The emotionally charged music, as an art form, may not displace electronic dance music (EDM) and trance on the music popularity charts just yet. But the juxtaposition of good blues music and the laidback charm of a beach shack or cozy restaurant has proven to be happy one.
Cliff D’Souza has been plugged into the Goa music circuit for about 35 odd years now. He’s dressed in simple jeans and T shirt and sports a rockstar long curly hairdo. But that’s not what he is known for.
Give him a guitar and he knows how to make it seethe with emotion. An essential for any blues musician. “Blues music is great for guitar players to develop their style and learn various technical aspects. I have been playing this music for years now, and it has made a big impact on me,” he says. The blues influence, he says, spared very few great musicians. Bob Dylan, he says, was certainly no blues purist, but the music did influence him.
What has worked in favour of live blues musicians in Goa are beach shacks and small restaurants which promote live music.
According to Anslem Chenyen, a hotelier who set shop in Goa years ago, music in a restaurant is as important as the food listed in the menu.“I have always been a huge fan of live music and I have tried to include it in all my restaurants. If the music is good and done on a regular basis, it just becomes an important part of a restaurant’s menu,” he maintains.
Blues especially is a winner in Anslem’s books because the form allows musicians to “jam for long hours,” as the guests stream in and out of the restaurant. Although played to a fun seeking holiday audience in Goa, blues has its roots in the pathos of the African-American community in U.S.’s ‘deep south’. Blues served as a means of escape for the community, which at the time was at the bitter end of a racist discrimination stick.
Places like Sea Rock Shack, Café Looda at Anjuna, the Saturday Night Market and Stone House in Candolim, have been launch pads for musicians over the years. Cliff vouches for the role these establishments played in raising the level of blues music in Goa. “Sea rock is great … probably the best place to play music, where the vibe is good, location is great,” he says.

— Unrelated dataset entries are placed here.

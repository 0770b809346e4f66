//! Output formatting utilities for CLI.

use std::collections::BTreeMap;
use std::fmt::Write as _;

use serde::Serialize;
use wavebattle::scenario::ScenarioReport;
use wavebattle::{FinishReason, PlayerId};

/// Format a scenario report as human-readable text.
#[allow(clippy::cast_precision_loss)]
pub(super) fn format_report_text(report: &ScenarioReport) -> String {
    let mut output = String::new();

    let _ = writeln!(output, "Battle Result ({})", report.name);
    match (&report.winner, report.finish_reason) {
        (Some(winner), Some(reason)) => {
            let _ = writeln!(output, "  Winner: {winner} ({reason})");
        }
        (None, Some(reason)) => {
            let _ = writeln!(output, "  Winner: Draw ({reason})");
        }
        (_, None) => output.push_str("  Winner: still running\n"),
    }
    let _ = writeln!(
        output,
        "  Waves: {} ({} drawing phases)",
        report.waves_played, report.drawing_phases
    );
    let _ = writeln!(
        output,
        "  Duration: {:.1}s over {} ticks",
        report.duration_ms as f64 / 1000.0,
        report.steps
    );
    let _ = writeln!(
        output,
        "  Control: player1 {:.2}% / player2 {:.2}%\n",
        report.final_control.player1.percent(),
        report.final_control.player2.percent()
    );

    for lane in &report.lanes {
        let _ = write!(
            output,
            "  Lane {}: {} {}",
            lane.index,
            control_bar(lane.player1, lane.player2, 30),
            format_args!("{:.2}% / {:.2}%", lane.player1, lane.player2)
        );
        match lane.owner {
            Some(owner) if lane.closed => {
                let _ = write!(output, " [closed by {owner}]");
            }
            _ => {}
        }
        output.push('\n');
    }

    if !report.rejections.is_empty() {
        output.push_str("\n  Rejected deployments:\n");
        for rejection in &report.rejections {
            let _ = writeln!(
                output,
                "    wave {} {} lane {}: {} ({})",
                rejection.wave, rejection.player, rejection.lane, rejection.message, rejection.code
            );
        }
    }

    output.push_str("\n  Events:\n");
    for (name, count) in &report.event_counts {
        let _ = writeln!(output, "    {name:<26} {count}");
    }

    output
}

/// Render a lane as `[###.....---]`: player 1 from the left, player 2 from the right.
#[allow(
    clippy::cast_possible_truncation,
    clippy::cast_precision_loss,
    clippy::cast_sign_loss
)]
pub(super) fn control_bar(player1: f64, player2: f64, width: usize) -> String {
    let cells = |percent: f64| -> usize {
        let cells = (percent / 100.0 * width as f64).round();
        (cells.max(0.0) as usize).min(width)
    };
    let left = cells(player1);
    let right = cells(player2).min(width - left);
    let neutral = width - left - right;
    format!("[{}{}{}]", "#".repeat(left), ".".repeat(neutral), "-".repeat(right))
}

/// Stress-run statistics for aggregated results.
#[derive(Debug, Default, Clone, Serialize)]
#[serde(rename_all = "camelCase")]
pub(super) struct StressStats {
    /// Battles run.
    pub(super) battles: u64,
    /// Wins per side.
    pub(super) player1_wins: u64,
    /// Wins per side.
    pub(super) player2_wins: u64,
    /// Draws.
    pub(super) draws: u64,
    /// Battles that errored or never finished.
    pub(super) failures: u64,
    /// Finish reasons.
    pub(super) reasons: BTreeMap<String, u64>,
    /// Refused deployments across all battles.
    pub(super) rejections: u64,
    /// Ticks simulated.
    pub(super) total_steps: u64,
    /// Drawing phases opened.
    pub(super) drawing_phases: u64,
    /// Lanes closed at the end of a battle.
    pub(super) closed_lanes: u64,
    /// Seeds of failed battles, for reproduction.
    pub(super) failed_seeds: Vec<u64>,
}

impl StressStats {
    /// Add a finished battle.
    pub(super) fn add_report(&mut self, report: &ScenarioReport, player1: &PlayerId) {
        self.battles += 1;
        self.total_steps += report.steps;
        self.drawing_phases += u64::from(report.drawing_phases);
        self.rejections += report.rejections.len() as u64;
        self.closed_lanes += report.lanes.iter().filter(|lane| lane.closed).count() as u64;

        match &report.winner {
            Some(winner) if winner == player1 => self.player1_wins += 1,
            Some(_) => self.player2_wins += 1,
            None => self.draws += 1,
        }
        let reason = report
            .finish_reason
            .map_or_else(|| "unfinished".to_string(), |r: FinishReason| r.to_string());
        *self.reasons.entry(reason).or_default() += 1;
    }

    /// Record a battle that failed.
    pub(super) fn add_failure(&mut self, seed: u64) {
        self.battles += 1;
        self.failures += 1;
        self.failed_seeds.push(seed);
    }

    /// Merge another set of stats into this one.
    pub(super) fn merge(&mut self, other: &StressStats) {
        self.battles += other.battles;
        self.player1_wins += other.player1_wins;
        self.player2_wins += other.player2_wins;
        self.draws += other.draws;
        self.failures += other.failures;
        self.rejections += other.rejections;
        self.total_steps += other.total_steps;
        self.drawing_phases += other.drawing_phases;
        self.closed_lanes += other.closed_lanes;
        for (reason, count) in &other.reasons {
            *self.reasons.entry(reason.clone()).or_default() += count;
        }
        self.failed_seeds.extend_from_slice(&other.failed_seeds);
        self.failed_seeds.sort_unstable();
    }

    /// Format as human-readable text.
    #[allow(clippy::cast_precision_loss)]
    pub(super) fn format_text(&self, elapsed_secs: f64) -> String {
        let mut output = String::new();
        let total = self.battles.max(1) as f64;
        let rate = |n: u64| n as f64 / total * 100.0;

        let _ = writeln!(output, "Stress Results ({} battles)", self.battles);
        let _ = writeln!(
            output,
            "  player1 wins: {} ({:.1}%)",
            self.player1_wins,
            rate(self.player1_wins)
        );
        let _ = writeln!(
            output,
            "  player2 wins: {} ({:.1}%)",
            self.player2_wins,
            rate(self.player2_wins)
        );
        let _ = writeln!(output, "  draws:        {} ({:.1}%)", self.draws, rate(self.draws));
        let _ = writeln!(output, "  failures:     {}", self.failures);
        output.push('\n');
        for (reason, count) in &self.reasons {
            let _ = writeln!(output, "  {reason:<20} {count}");
        }
        output.push('\n');
        let _ = writeln!(
            output,
            "  Avg ticks: {:.1}, drawing phases: {:.2}, closed lanes: {:.2}",
            self.total_steps as f64 / total,
            self.drawing_phases as f64 / total,
            self.closed_lanes as f64 / total
        );
        let _ = writeln!(output, "  Rejected deployments: {}", self.rejections);
        if !self.failed_seeds.is_empty() {
            let seeds: Vec<String> = self.failed_seeds.iter().map(u64::to_string).collect();
            let _ = writeln!(output, "  Failed seeds: {}", seeds.join(", "));
        }
        if elapsed_secs > 0.0 {
            let _ = writeln!(
                output,
                "  Time: {elapsed_secs:.2}s ({:.0} battles/sec)",
                self.battles as f64 / elapsed_secs
            );
        }

        output
    }
}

Blues music in Goa has been on an upswing in the last few years, and audiences are appreciative.
Just the right environment for purists like the Africa-born Herman Abure. Herman has his guitar alright, but it is his harp which gets all the attention. “The blues harp is definitely a rarity in Goa, which is more influenced by the guitar,” he says. Audiences here love it.
Goa is proving you can be happy and still sing the blues.